Task input:
"""

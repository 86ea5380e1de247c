use std::path::PathBuf;

/// Result type used throughout vcfmean.
pub type Result<T> = std::result::Result<T, Error>;

/// A data record htslib could not decode.
#[derive(thiserror::Error, Debug, Clone, PartialEq, Eq)]
#[error("record {record}: {message}")]
pub struct ParseError {
    /// 1-based ordinal of the data record, header lines not counted.
    pub record: u64,
    pub message: String,
}

impl ParseError {
    pub fn new(record: u64, message: impl Into<String>) -> Self {
        ParseError {
            record,
            message: message.into(),
        }
    }
}

/// Every way a run can fail. Any of these aborts the run with no mean printed.
#[derive(thiserror::Error, Debug)]
pub enum Error {
    /// The input path could not be opened.
    #[error("could not open {}: {source}", path.display())]
    Open {
        path: PathBuf,
        source: std::io::Error,
    },

    /// Reading the container header failed.
    #[error("I/O error: {0}")]
    Io(#[from] std::io::Error),

    /// htslib could not start its decompression threads.
    #[error("htslib error: {0}")]
    Htslib(#[from] rust_htslib::errors::Error),

    /// The file is not a BGZF container or its first block header is cut short.
    #[error("invalid BGZF container: {0}")]
    Container(String),

    /// htslib could not read a VCF header from the decompressed stream.
    #[error("invalid VCF header: {0}")]
    Header(String),

    /// One or more data lines were malformed. Reported after the whole scan.
    #[error("{count} malformed record(s), first at {first}")]
    Parse { first: ParseError, count: usize },

    /// No record carried an integer value for the field.
    #[error("no record has an integer value for INFO/{field}; the mean is undefined")]
    DivisionUndefined { field: String },
}

/// Coarse classification of [`Error`] used for exit codes.
#[derive(Debug, Clone, Copy, PartialEq, Eq)]
pub enum ErrorKind {
    Io,
    Format,
    Parse,
    DivisionUndefined,
}

impl ErrorKind {
    /// Process exit status for this kind. 2 is left to clap for usage errors.
    pub fn exit_code(self) -> i32 {
        match self {
            ErrorKind::Io => 3,
            ErrorKind::Format => 4,
            ErrorKind::Parse => 5,
            ErrorKind::DivisionUndefined => 6,
        }
    }
}

impl Error {
    pub fn kind(&self) -> ErrorKind {
        match self {
            Error::Open { .. } | Error::Io(_) | Error::Htslib(_) => ErrorKind::Io,
            Error::Container(_) | Error::Header(_) => ErrorKind::Format,
            Error::Parse { .. } => ErrorKind::Parse,
            Error::DivisionUndefined { .. } => ErrorKind::DivisionUndefined,
        }
    }
}
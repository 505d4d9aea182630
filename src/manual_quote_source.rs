//! Placeholder quote source for the shipped binary: no market-data vendor
//! integration is part of this crate, so prices are read from environment
//! variables (`TOE_QUOTE_<SYMBOL>`) until a real adapter is wired in. Tests
//! and the library itself use `QuoteSource` implementations of their own.

use async_trait::async_trait;

use trigger_order_engine::error::{EngineError, EngineResult};

pub struct ManualQuoteSource;

impl ManualQuoteSource {
    pub fn from_env() -> Self {
        Self
    }
}

#[async_trait]
impl trigger_order_engine::quote::QuoteSource for ManualQuoteSource {
    async fn fetch(&self, symbol: &str) -> EngineResult<f64> {
        let var = format!("TOE_QUOTE_{}", symbol.to_uppercase());
        std::env::var(&var)
            .ok()
            .and_then(|v| v.parse().ok())
            .ok_or_else(|| EngineError::QuoteUnavailable(symbol.to_string()))
    }
}
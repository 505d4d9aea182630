//! Turns "a trigger's condition has been observed met" into a placed order,
//! exactly once.
//!
//! Grounded on `TriggerOrderManager.execute_trigger` in
//! `original_source/src/core/trigger_order_manager.py`: an in-memory
//! `in_flight` set (there: `_executing_triggers` + `_executing_lock`) keeps
//! two concurrent callers from dispatching the same trigger twice, and the
//! trigger's durable status is re-read *after* the in-flight guard is taken
//! so a trigger already moved to a terminal state by another process is
//! never re-dispatched.

use std::collections::HashSet;
use std::sync::Arc;

use parking_lot::Mutex;
use tracing::{error, info, instrument, warn};

use crate::broker::BrokerPool;
use crate::config::Config;
use crate::error::{EngineError, EngineResult};
use crate::model::{OrderAction, OrderKind, TriggerStatus};
use crate::notifier::Notifier;
use crate::registry::TriggerRegistry;

pub struct Dispatcher {
    registry: Arc<TriggerRegistry>,
    broker_pool: Arc<BrokerPool>,
    notifier: Arc<dyn Notifier>,
    in_flight: Mutex<HashSet<String>>,
    cond_eps: f64,
}

struct InFlightGuard<'a> {
    set: &'a Mutex<HashSet<String>>,
    trigger_id: String,
}

impl<'a> Drop for InFlightGuard<'a> {
    fn drop(&mut self) {
        self.set.lock().remove(&self.trigger_id);
    }
}

impl Dispatcher {
    pub fn new(
        registry: Arc<TriggerRegistry>,
        broker_pool: Arc<BrokerPool>,
        notifier: Arc<dyn Notifier>,
        config: &Config,
    ) -> Self {
        Self {
            registry,
            broker_pool,
            notifier,
            in_flight: Mutex::new(HashSet::new()),
            cond_eps: config.cond_eps,
        }
    }

    /// Attempts to dispatch `trigger_id` given an observed `last_price`. A
    /// no-op, not an error, if the trigger is already in flight, no longer
    /// active, or the condition no longer holds.
    #[instrument(skip(self), fields(tenant_id = %tenant_id, trigger_id = %trigger_id))]
    pub async fn execute(&self, tenant_id: &str, trigger_id: &str, last_price: f64) -> EngineResult<()> {
        {
            let mut in_flight = self.in_flight.lock();
            if in_flight.contains(trigger_id) {
                return Ok(());
            }
            in_flight.insert(trigger_id.to_string());
        }
        let _guard = InFlightGuard {
            set: &self.in_flight,
            trigger_id: trigger_id.to_string(),
        };

        let mut trigger = self.registry.get(tenant_id, trigger_id)?;
        if !matches!(trigger.status, TriggerStatus::Active) {
            return Ok(());
        }
        if !trigger.is_condition_met(last_price, self.cond_eps) {
            return Ok(());
        }

        self.registry.mark_triggered(&mut trigger)?;

        let broker = match self.broker_pool.acquire(tenant_id, &trigger.broker).await {
            Ok(b) => b,
            Err(e) => {
                warn!(error = %e, "broker unavailable, marking trigger failed");
                self.registry.mark_failed(&mut trigger, &e.to_string())?;
                self.notifier.notify_failed(&trigger, &e.to_string()).await;
                return Err(e);
            }
        };

        let result = match (trigger.action, trigger.order_kind) {
            (OrderAction::Buy, OrderKind::Limit) => broker.place_limit_buy(tenant_id, &trigger).await,
            (OrderAction::Sell, OrderKind::Limit) => broker.place_limit_sell(tenant_id, &trigger).await,
            (OrderAction::Buy, OrderKind::Market) => broker.place_market_buy(tenant_id, &trigger).await,
            (OrderAction::Sell, OrderKind::Market) => broker.place_market_sell(tenant_id, &trigger).await,
        };

        match result {
            Ok(order) => {
                let execution_message = format!("filled_quantity={}", order.filled_quantity);
                self.registry
                    .mark_executed(&mut trigger, &order.broker_order_id, &execution_message)?;
                info!(trigger_id, broker_order_id = %order.broker_order_id, "trigger executed");
                self.notifier.notify_executed(&trigger, &order).await;
                Ok(())
            }
            Err(e) => {
                error!(error = %e, "broker rejected order");
                self.registry.mark_failed(&mut trigger, &e.to_string())?;
                self.notifier.notify_failed(&trigger, &e.to_string()).await;
                match e {
                    EngineError::BrokerRejected(_) | EngineError::Unsupported(_) => Ok(()),
                    other => Err(other),
                }
            }
        }
    }
}
//! An in-memory broker used by tests in place of a real venue integration
//! (analogous to the Python original's esun stub used in its own test
//! suite).

use std::sync::atomic::{AtomicBool, AtomicU64, Ordering};

use async_trait::async_trait;

use crate::error::{EngineError, EngineResult};
use crate::model::Trigger;

use super::{BrokerAdapter, OrderResult};

pub struct StubBroker {
    name: String,
    logged_in: AtomicBool,
    next_order_id: AtomicU64,
    logout_count: AtomicU64,
    reject_all: bool,
    supports_market: bool,
}

impl StubBroker {
    pub fn new(name: impl Into<String>) -> Self {
        Self {
            name: name.into(),
            logged_in: AtomicBool::new(false),
            next_order_id: AtomicU64::new(1),
            logout_count: AtomicU64::new(0),
            reject_all: false,
            supports_market: true,
        }
    }

    /// Number of completed `logout` calls, for tests asserting a session
    /// was logged out exactly once over its lifetime.
    pub fn logout_count(&self) -> u64 {
        self.logout_count.load(Ordering::SeqCst)
    }

    pub fn rejecting(mut self) -> Self {
        self.reject_all = true;
        self
    }

    pub fn without_market_orders(mut self) -> Self {
        self.supports_market = false;
        self
    }

    fn next_id(&self) -> String {
        format!("stub-{}", self.next_order_id.fetch_add(1, Ordering::SeqCst))
    }
}

#[async_trait]
impl BrokerAdapter for StubBroker {
    fn name(&self) -> &str {
        &self.name
    }

    async fn login(&self, _tenant_id: &str) -> EngineResult<()> {
        self.logged_in.store(true, Ordering::SeqCst);
        Ok(())
    }

    async fn is_logged_in(&self, _tenant_id: &str) -> EngineResult<bool> {
        Ok(self.logged_in.load(Ordering::SeqCst))
    }

    async fn logout(&self, _tenant_id: &str) -> EngineResult<()> {
        self.logged_in.store(false, Ordering::SeqCst);
        self.logout_count.fetch_add(1, Ordering::SeqCst);
        Ok(())
    }

    async fn place_limit_buy(&self, _tenant_id: &str, trigger: &Trigger) -> EngineResult<OrderResult> {
        if self.reject_all {
            return Err(EngineError::BrokerRejected("stub configured to reject".into()));
        }
        Ok(OrderResult {
            broker_order_id: self.next_id(),
            filled_quantity: trigger.quantity as f64,
            avg_price: trigger.limit_price,
        })
    }

    async fn place_limit_sell(&self, _tenant_id: &str, trigger: &Trigger) -> EngineResult<OrderResult> {
        self.place_limit_buy(_tenant_id, trigger).await
    }

    async fn place_market_buy(&self, tenant_id: &str, trigger: &Trigger) -> EngineResult<OrderResult> {
        if !self.supports_market {
            return Err(EngineError::Unsupported(format!(
                "{} does not support market buy orders",
                self.name
            )));
        }
        if self.reject_all {
            return Err(EngineError::BrokerRejected("stub configured to reject".into()));
        }
        let _ = tenant_id;
        Ok(OrderResult {
            broker_order_id: self.next_id(),
            filled_quantity: trigger.quantity as f64,
            avg_price: None,
        })
    }

    async fn place_market_sell(&self, tenant_id: &str, trigger: &Trigger) -> EngineResult<OrderResult> {
        self.place_market_buy(tenant_id, trigger).await
    }
}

"""

Problem to work on: Your answer should consist of the lines above that hold the word "warn".

Answer to this task:
use tracing::{error, info, instrument, warn};
                warn!(error = %e, "broker unavailable, marking trigger failed");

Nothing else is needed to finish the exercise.